* _WORK TO COMPLETE_: Each line below is to be copied exactly as it appears.

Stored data
+ + +

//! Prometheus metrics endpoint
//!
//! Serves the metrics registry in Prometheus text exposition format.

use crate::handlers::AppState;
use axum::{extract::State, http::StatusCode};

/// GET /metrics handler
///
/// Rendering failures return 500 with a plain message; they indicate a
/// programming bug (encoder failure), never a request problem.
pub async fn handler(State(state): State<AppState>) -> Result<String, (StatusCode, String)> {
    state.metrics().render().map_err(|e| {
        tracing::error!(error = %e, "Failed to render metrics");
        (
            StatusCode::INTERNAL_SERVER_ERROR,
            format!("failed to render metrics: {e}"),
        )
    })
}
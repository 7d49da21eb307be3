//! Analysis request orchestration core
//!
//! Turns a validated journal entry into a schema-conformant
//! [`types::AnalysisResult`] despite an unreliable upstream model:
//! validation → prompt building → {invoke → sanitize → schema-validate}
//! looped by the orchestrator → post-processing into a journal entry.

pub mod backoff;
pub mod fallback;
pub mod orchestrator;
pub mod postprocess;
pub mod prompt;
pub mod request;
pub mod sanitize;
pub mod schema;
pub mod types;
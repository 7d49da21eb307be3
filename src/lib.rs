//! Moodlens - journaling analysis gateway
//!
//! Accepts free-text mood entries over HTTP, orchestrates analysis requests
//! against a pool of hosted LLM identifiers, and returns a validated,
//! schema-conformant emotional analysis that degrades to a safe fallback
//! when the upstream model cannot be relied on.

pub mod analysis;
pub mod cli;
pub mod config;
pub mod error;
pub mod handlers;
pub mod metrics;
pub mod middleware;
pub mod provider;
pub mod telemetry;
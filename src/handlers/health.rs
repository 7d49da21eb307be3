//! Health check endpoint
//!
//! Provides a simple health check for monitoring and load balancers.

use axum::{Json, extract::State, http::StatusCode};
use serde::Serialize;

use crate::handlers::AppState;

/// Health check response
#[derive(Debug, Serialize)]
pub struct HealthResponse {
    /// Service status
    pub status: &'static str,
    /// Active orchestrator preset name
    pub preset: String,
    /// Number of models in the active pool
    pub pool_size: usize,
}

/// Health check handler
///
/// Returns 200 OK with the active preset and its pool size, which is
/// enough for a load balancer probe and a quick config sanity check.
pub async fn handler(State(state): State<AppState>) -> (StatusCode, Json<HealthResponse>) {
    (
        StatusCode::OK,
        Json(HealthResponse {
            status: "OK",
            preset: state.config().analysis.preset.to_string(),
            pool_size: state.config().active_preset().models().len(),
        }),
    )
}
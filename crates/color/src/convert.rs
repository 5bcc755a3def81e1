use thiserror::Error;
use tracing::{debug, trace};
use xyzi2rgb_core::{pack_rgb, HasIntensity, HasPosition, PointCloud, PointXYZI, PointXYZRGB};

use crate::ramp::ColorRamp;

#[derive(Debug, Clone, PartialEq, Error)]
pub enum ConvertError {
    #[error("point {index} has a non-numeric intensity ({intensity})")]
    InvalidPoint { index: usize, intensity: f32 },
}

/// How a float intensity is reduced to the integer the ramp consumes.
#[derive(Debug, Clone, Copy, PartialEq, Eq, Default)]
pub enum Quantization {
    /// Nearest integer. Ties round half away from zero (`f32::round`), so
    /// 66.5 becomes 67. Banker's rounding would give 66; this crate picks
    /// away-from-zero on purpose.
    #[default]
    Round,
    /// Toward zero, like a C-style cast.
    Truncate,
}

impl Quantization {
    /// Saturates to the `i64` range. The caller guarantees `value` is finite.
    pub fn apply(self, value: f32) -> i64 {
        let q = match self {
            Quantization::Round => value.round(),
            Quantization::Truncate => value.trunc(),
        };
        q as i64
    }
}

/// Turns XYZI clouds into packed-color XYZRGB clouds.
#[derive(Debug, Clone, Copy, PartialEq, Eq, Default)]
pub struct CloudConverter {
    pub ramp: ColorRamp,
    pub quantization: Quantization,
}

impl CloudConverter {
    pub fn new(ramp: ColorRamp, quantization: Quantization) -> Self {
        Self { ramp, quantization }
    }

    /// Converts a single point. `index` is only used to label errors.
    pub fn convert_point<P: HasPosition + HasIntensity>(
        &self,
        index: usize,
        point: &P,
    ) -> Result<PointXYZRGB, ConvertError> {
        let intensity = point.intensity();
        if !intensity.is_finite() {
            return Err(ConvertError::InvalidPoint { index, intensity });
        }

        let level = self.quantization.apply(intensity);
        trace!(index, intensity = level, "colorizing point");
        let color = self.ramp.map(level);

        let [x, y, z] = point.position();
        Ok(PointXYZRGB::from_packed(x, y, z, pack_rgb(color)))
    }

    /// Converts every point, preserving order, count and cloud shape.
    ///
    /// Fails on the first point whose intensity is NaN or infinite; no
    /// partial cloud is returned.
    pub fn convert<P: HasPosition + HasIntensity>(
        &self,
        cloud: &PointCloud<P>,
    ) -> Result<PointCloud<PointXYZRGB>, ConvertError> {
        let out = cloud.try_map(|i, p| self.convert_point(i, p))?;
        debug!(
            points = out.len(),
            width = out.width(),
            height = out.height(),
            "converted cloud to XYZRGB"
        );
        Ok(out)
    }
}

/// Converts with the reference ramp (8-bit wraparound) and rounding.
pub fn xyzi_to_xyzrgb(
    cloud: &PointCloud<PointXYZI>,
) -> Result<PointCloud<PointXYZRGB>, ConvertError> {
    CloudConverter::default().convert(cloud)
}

+ + +

* _EXERCISE OUTPUT_:
//! Prometheus metrics endpoint
//!
//! Serves the metrics registry in Prometheus text exposition format.

use crate::handlers::AppState;
use axum::{extract::State, http::StatusCode};

/// GET /metrics handler
///
/// Rendering failures return 500 with a plain message; they indicate a
/// programming bug (encoder failure), never a request problem.
pub async fn handler(State(state): State<AppState>) -> Result<String, (StatusCode, String)> {
    state.metrics().render().map_err(|e| {
        tracing::error!(error = %e, "Failed to render metrics");
        (
            StatusCode::INTERNAL_SERVER_ERROR,
            format!("failed to render metrics: {e}"),
        )
    })
}
repository 7d49da21eb307be3
//! Analysis request orchestration core
//!
//! Turns a validated journal entry into a schema-conformant
//! [`types::AnalysisResult`] despite an unreliable upstream model:
//! validation → prompt building → {invoke → sanitize → schema-validate}
//! looped by the orchestrator → post-processing into a journal entry.

pub mod backoff;
pub mod fallback;
pub mod orchestrator;
pub mod postprocess;
pub mod prompt;
pub mod request;
pub mod sanitize;
pub mod schema;
pub mod types;
repository 7d49da21eb307be3
filename src/lib.rs
//! Moodlens - journaling analysis gateway
//!
//! Accepts free-text mood entries over HTTP, orchestrates analysis requests
//! against a pool of hosted LLM identifiers, and returns a validated,
//! schema-conformant emotional analysis that degrades to a safe fallback
//! when the upstream model cannot be relied on.

pub mod analysis;
pub mod cli;
pub mod config;
pub mod error;
pub mod handlers;
pub mod metrics;
pub mod middleware;
pub mod provider;
pub mod telemetry;
filename src/handlers/health.rs
repository 7d49da21eb307be3
//! Health check endpoint
//!
//! Provides a simple health check for monitoring and load balancers.

use axum::{Json, extract::State, http::StatusCode};
use serde::Serialize;

use crate::handlers::AppState;

/// Health check response
#[derive(Debug, Serialize)]
pub struct HealthResponse {
    /// Service status
    pub status: &'static str,
    /// Active orchestrator preset name
    pub preset: String,
    /// Number of models in the active pool
    pub pool_size: usize,
}

/// Health check handler
///
/// Returns 200 OK with the active preset and its pool size, which is
/// enough for a load balancer probe and a quick config sanity check.
pub async fn handler(State(state): State<AppState>) -> (StatusCode, Json<HealthResponse>) {
    (
        StatusCode::OK,
        Json(HealthResponse {
            status: "OK",
            preset: state.config().analysis.preset.to_string(),
            pool_size: state.config().active_preset().models().len(),
        }),
    )
}
filename crates/color/src/convert.rs
repository 5bcc755a3def81e1
use thiserror::Error;
use tracing::{debug, trace};
use xyzi2rgb_core::{pack_rgb, HasIntensity, HasPosition, PointCloud, PointXYZI, PointXYZRGB};

use crate::ramp::ColorRamp;

#[derive(Debug, Clone, PartialEq, Error)]
pub enum ConvertError {
    #[error("point {index} has a non-numeric intensity ({intensity})")]
    InvalidPoint { index: usize, intensity: f32 },
}

/// How a float intensity is reduced to the integer the ramp consumes.
#[derive(Debug, Clone, Copy, PartialEq, Eq, Default)]
pub enum Quantization {
    /// Nearest integer. Ties round half away from zero (`f32::round`), so
    /// 66.5 becomes 67. Banker's rounding would give 66; this crate picks
    /// away-from-zero on purpose.
    #[default]
    Round,
    /// Toward zero, like a C-style cast.
    Truncate,
}

impl Quantization {
    /// Saturates to the `i64` range. The caller guarantees `value` is finite.
    pub fn apply(self, value: f32) -> i64 {
        let q = match self {
            Quantization::Round => value.round(),
            Quantization::Truncate => value.trunc(),
        };
        q as i64
    }
}

/// Turns XYZI clouds into packed-color XYZRGB clouds.
#[derive(Debug, Clone, Copy, PartialEq, Eq, Default)]
pub struct CloudConverter {
    pub ramp: ColorRamp,
    pub quantization: Quantization,
}

impl CloudConverter {
    pub fn new(ramp: ColorRamp, quantization: Quantization) -> Self {
        Self { ramp, quantization }
    }

    /// Converts a single point. `index` is only used to label errors.
    pub fn convert_point<P: HasPosition + HasIntensity>(
        &self,
        index: usize,
        point: &P,
    ) -> Result<PointXYZRGB, ConvertError> {
        let intensity = point.intensity();
        if !intensity.is_finite() {
            return Err(ConvertError::InvalidPoint { index, intensity });
        }

        let level = self.quantization.apply(intensity);
        trace!(index, intensity = level, "colorizing point");
        let color = self.ramp.map(level);

        let [x, y, z] = point.position();
        Ok(PointXYZRGB::from_packed(x, y, z, pack_rgb(color)))
    }

    /// Converts every point, preserving order, count and cloud shape.
    ///
    /// Fails on the first point whose intensity is NaN or infinite; no
    /// partial cloud is returned.
    pub fn convert<P: HasPosition + HasIntensity>(
        &self,
        cloud: &PointCloud<P>,
    ) -> Result<PointCloud<PointXYZRGB>, ConvertError> {
        let out = cloud.try_map(|i, p| self.convert_point(i, p))?;
        debug!(
            points = out.len(),
            width = out.width(),
            height = out.height(),
            "converted cloud to XYZRGB"
        );
        Ok(out)
    }
}

/// Converts with the reference ramp (8-bit wraparound) and rounding.
pub fn xyzi_to_xyzrgb(
    cloud: &PointCloud<PointXYZI>,
) -> Result<PointCloud<PointXYZRGB>, ConvertError> {
    CloudConverter::default().convert(cloud)
}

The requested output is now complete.